6th Cir.: CPAP Requirement Doesn’t Create Unsafe Working Condition

Frank Ferreri

Cincinnati, OH (WorkersCompensation.com) — test test A CPAP machine for a truck driver with sleep apnea was an accommodation, not an unsafe working condition.

According to the court in Allman v. Walmart Inc., No. 19-4220 (6th Cir. 07/30/20), no “reasonable person” would believe that requiring an employee to wear a CPAP machine while sleeping for safety reasons turned the driver’s resignation into a wrongful termination.

Walmart required the driver to wear a CPAP machine at night based on medical reports that he had sleep apnea. Per 49 CFR 391.41(a)(1)(i)‘s medical requirements for commercial truck drivers, Walmart imposed the CPAP requirement as part of its “SleepSafe Drivers” initiative.

CPAP Refusal

The driver tried to use the machine for several weeks but gave up after experiencing dry mouth, headaches, and nosebleeds. He sought a second sleep study, and the results indicated that he didn’t have sleep apnea.

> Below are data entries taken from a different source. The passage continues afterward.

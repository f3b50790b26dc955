//! Mathematical utilities for colorization

/// Wrapping and saturating channel arithmetic
pub mod channel;
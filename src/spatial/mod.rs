//! Spatial data structures shared by the generation stages
//!
//! This module contains:
//! - The raster traversal order every stage follows
//! - The output color matrix

/// Grid storage and traversal order
pub mod grid;

pub use grid::{ColorMatrix, raster_order};
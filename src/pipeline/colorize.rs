//! Per-pixel colorization
//!
//! Body and border pixels start from the base color plus three jitter draws
//! taken in red, green, blue order. Jitter wraps on overflow. Body pixels
//! then optionally fade with row position and border pixels are darkened;
//! both subtractions stop at zero. Empty pixels are always transparent white
//! and take no draws.

use crate::color::rgba::{BaseColor, FinalColor};
use crate::io::configuration::{BORDER_DARKENING, JITTER_RANGE};
use crate::math::channel::{channel_amount, saturating_reduce_all, wrapping_offset_all};
use crate::pipeline::resolve::ResolvedRole;
use crate::pipeline::settings::Settings;
use crate::spatial::grid::{ColorMatrix, Grid, grid_height, grid_width, raster_order};
use rand::Rng;

/// Draw one jitter amount in `0..JITTER_RANGE`
fn jitter_draw<R: Rng + ?Sized>(rng: &mut R) -> u8 {
    channel_amount(rng.random::<f32>() * JITTER_RANGE)
}

/// Base color channels with three jitter draws applied, in red, green, blue order
pub fn jittered_channels<R: Rng + ?Sized>(base: &BaseColor, rng: &mut R) -> [u8; 3] {
    let offsets = [jitter_draw(rng), jitter_draw(rng), jitter_draw(rng)];
    wrapping_offset_all(base.channels(), offsets)
}

/// Amount a body pixel in `row` darkens by, out of `total_rows`
pub fn fade_amount(fade: f32, row: usize, total_rows: usize) -> u8 {
    if total_rows == 0 {
        return 0;
    }
    channel_amount(fade * (row as f32 / total_rows as f32))
}

/// Final color for a single resolved pixel in `row`
pub fn colorize<R: Rng + ?Sized>(
    role: ResolvedRole,
    base: &BaseColor,
    row: usize,
    total_rows: usize,
    settings: &Settings,
    rng: &mut R,
) -> FinalColor {
    match role {
        ResolvedRole::Body => {
            let mut channels = jittered_channels(base, rng);
            if settings.fade_enabled() {
                channels =
                    saturating_reduce_all(channels, fade_amount(settings.fade, row, total_rows));
            }
            FinalColor::from_channels(channels, base.alpha)
        }
        ResolvedRole::Border => {
            let channels = saturating_reduce_all(jittered_channels(base, rng), BORDER_DARKENING);
            FinalColor::from_channels(channels, base.alpha)
        }
        ResolvedRole::Empty => FinalColor::TRANSPARENT_WHITE,
    }
}

/// Colorize a resolved grid in raster order
pub fn colorize_grid<R: Rng + ?Sized>(
    roles: &Grid<ResolvedRole>,
    base: &BaseColor,
    settings: &Settings,
    rng: &mut R,
) -> ColorMatrix {
    let (width, height) = (grid_width(roles), grid_height(roles));
    let mut matrix = ColorMatrix::new(width, height);

    for (x, y) in raster_order(width, height) {
        if let Some(&role) = roles.get([y, x]) {
            matrix.set(x, y, colorize(role, base, y, height, settings, rng));
        }
    }

    matrix
}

In response, Walmart asked the driver to undergo another DOT medical exam to be recertified to drive. Although the driver secured the certification, Walmart required him to undergo another sleep study. This study resulted in another sleep apnea diagnosis.

The driver refused to wear the machine and resigned. He sued, alleging that his resignation was a constructive discharge and that Walmart terminated him in violation of Ohio law.

The District Court found in Walmart’s favor, prompting the driver to appeal to the 6th Circuit.

Ohio cases have held that the state’s public policy demands that employees be provided with a safe work environment and that unsafe working conditions be corrected.

Safe Work Environment

Here, the 6th U.S. Circuit Court of Appeals concluded that Walmart, not the driver, had the better argument in terms of workplace safety.

“Walmart’s CPAP requirement was not an unsafe working condition, but instead a disability accommodation meant to promote public safety on the highways and to ensure compliance with federal law,” wrote the 6th Circuit.

In upholding the District Court’s ruling in Walmart’s favor, the 6th Circuit explained that the driver’s personal discomfort with the machine was “unfortunate” but didn’t show a wrongful termination.

“Walmart offered a legitimate reason for requiring [the driver] to undergo another DOT examination, and [the driver] failed to raise a genuine dispute as to whether that reason was pretextual,” the court reasoned.

The court noted that it was “hard-pressed” to understand the logic of the driver’s argument that he was opposing unsafe working conditions by refusing to wear the CPAP device.

With “so many others” having successfully used CPAPs “to alleviate the dangers of sleep apnea,” the court explained that “nothing in the record … would allow a reasonable person to hold such a belief.”